Re: [PATCH documentation 2/2] kthread: Document ways of reducing OSjitter due to per-CPU kthreads
From: Paul E. McKenney
Date: Thu Apr 11 2013 - 14:41:40 EST
On Thu, Apr 11, 2013 at 10:18:26AM -0700, Randy Dunlap wrote:
> On 04/11/2013 09:05 AM, Paul E. McKenney wrote:
> >From: "Paul E. McKenney" <paulmck@xxxxxxxxxxxxxxxxxx>
> >
> >The Linux kernel uses a number of per-CPU kthreads, any of which might
> >contribute to OS jitter at any time. The usual approach to normal
> >kthreads, namely to affinity them to a "housekeeping" CPU, does not
>
> ugh. to affine them
How about s/affinity/bind/ instead?
> >work with these kthreads because they cannot operate correctly if moved
> >to some other CPU. This commit therefore lists ways of controlling OS
> >jitter from the Linux kernel's per-CPU kthreads.
> >
> >Signed-off-by: Paul E. McKenney <paulmck@xxxxxxxxxxxxxxxxxx>
> >Cc: Frederic Weisbecker <fweisbec@xxxxxxxxx>
> >Cc: Steven Rostedt <rostedt@xxxxxxxxxxx>
> >Cc: Borislav Petkov <bp@xxxxxxxxx>
> >Cc: Arjan van de Ven <arjan@xxxxxxxxxxxxxxx>
> >Cc: Kevin Hilman <khilman@xxxxxxxxxx>
> >Cc: Christoph Lameter <cl@xxxxxxxxx>
> >---
> > Documentation/kernel-per-CPU-kthreads.txt | 159 ++++++++++++++++++++++++++++++
> > 1 file changed, 159 insertions(+)
> > create mode 100644 Documentation/kernel-per-CPU-kthreads.txt
> >
> >diff --git a/Documentation/kernel-per-CPU-kthreads.txt b/Documentation/kernel-per-CPU-kthreads.txt
> >new file mode 100644
> >index 0000000..495dacf
> >--- /dev/null
> >+++ b/Documentation/kernel-per-CPU-kthreads.txt
> >@@ -0,0 +1,159 @@
> >+REDUCING OS JITTER DUE TO PER-CPU KTHREADS
> >+
> >+This document lists per-CPU kthreads in the Linux kernel and presents
> >+options to control OS jitter due to these kthreads. Note that kthreads
> >+that are not per-CPU are not listed here -- to reduce OS jitter from
> >+non-per-CPU kthreads, bind them to a "housekeeping" CPU that is dedicated
> >+to such work.
> >+
> >+
> >+Name: ehca_comp/%u
> >+Purpose: Periodically process Infiniband-related work.
> >+To reduce corresponding OS jitter, do any of the following:
> >+1. Don't use EHCA Infiniband hardware.

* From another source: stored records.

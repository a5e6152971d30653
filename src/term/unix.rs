//! Raw-mode cursor position query (Unix)

use std::io::{self, IsTerminal, Read, Write};

use nix::sys::termios::{self, LocalFlags, SetArg, SpecialCharacterIndices, Termios};

use super::{parse_cursor_report, REPORT_CURSOR};

/// Longest reply accepted before giving up (`ESC [ 65535 ; 65535 R` fits)
const MAX_REPLY: usize = 32;

/// Read timeout in tenths of a second (VTIME)
const READ_TIMEOUT: u8 = 5;

/// RAII guard for non-canonical, no-echo input mode
struct RawModeGuard {
    original: Termios,
}

impl RawModeGuard {
    fn new() -> io::Result<Self> {
        let original = termios::tcgetattr(io::stdin()).map_err(io::Error::from)?;

        let mut raw = original.clone();

        // Deliver bytes immediately and keep the report off the screen
        raw.local_flags.remove(LocalFlags::ICANON);
        raw.local_flags.remove(LocalFlags::ECHO);

        // Return after the first byte or once the timeout expires
        raw.control_chars[SpecialCharacterIndices::VMIN as usize] = 0;
        raw.control_chars[SpecialCharacterIndices::VTIME as usize] = READ_TIMEOUT;

        termios::tcsetattr(io::stdin(), SetArg::TCSANOW, &raw).map_err(io::Error::from)?;

        Ok(Self { original })
    }
}

impl Drop for RawModeGuard {
    fn drop(&mut self) {
        let _ = termios::tcsetattr(io::stdin(), SetArg::TCSANOW, &self.original);
    }
}

pub(super) fn query_cursor_position() -> io::Result<Option<(u16, u16)>> {
    let stdin = io::stdin();
    if !stdin.is_terminal() {
        return Ok(None);
    }

    let _guard = RawModeGuard::new()?;

    let mut stdout = io::stdout();
    stdout.write_all(REPORT_CURSOR.as_bytes())?;
    stdout.flush()?;

    let mut reply = Vec::with_capacity(MAX_REPLY);
    let mut byte = [0u8; 1];
    let mut input = stdin.lock();

    while reply.len() < MAX_REPLY {
        match input.read(&mut byte)? {
            0 => break,
            _ => {
                reply.push(byte[0]);
                if byte[0] == b'R' {
                    break;
                }
            }
        }
    }

    let position = parse_cursor_report(&String::from_utf8_lossy(&reply));
    tracing::debug!(?position, "Cursor position report");
    Ok(position)
}
//! Log Core Module
//!
//! The data model shared by the renderer and the redraw engine:
//! - Messages and their categories
//! - Handles and targets used to refer back to printed messages
//! - The append-only history with per-message rendered heights
//! - The fixed style palette and severity prefixes

mod history;
mod message;
mod style;

pub use history::History;
pub use message::{Category, Handle, Message, Target};
pub use style::{Color, Prefix, Style, RESET};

This will prevent these
> >+ kthreads from being created in the first place. (This will
> >+ work for most people, as this hardware, though important,
> >+ is relatively old as is produced in relatively low unit
> >+ volumes.)
> >+2. Do all EHCA-Infiniband-related work on other CPUs, including
> >+ interrupts.
> >+
> >+
> >+Name: irq/%d-%s
> >+Purpose: Handle threaded interrupts.
> >+To reduce corresponding OS jitter, do the following:
> >+1. Use irq affinity to force the irq threads to execute on
> >+ some other CPU.
>
> It would be very nice to explain here how that is done.
Documentation/IRQ-affinity.txt
I added a pointer to this near the beginning.
> >+
> >+Name: kcmtpd_ctr_%d
> >+Purpose: Handle Bluetooth work.
> >+To reduce corresponding OS jitter, do one of the following:
> >+1. Don't use Bluetooth, in cwhich case these kthreads won't be
>
> which
Good catch, fixed.
> >+ created in the first place.
> >+2. Use irq affinity to force Bluetooth-related interrupts to
> >+ occur on some other CPU and furthermore initiate all
> >+ Bluetooth activity from some other CPU.
> >+
> >+Name: ksoftirqd/%u
> >+Purpose: Execute softirq handlers when threaded or when under heavy load.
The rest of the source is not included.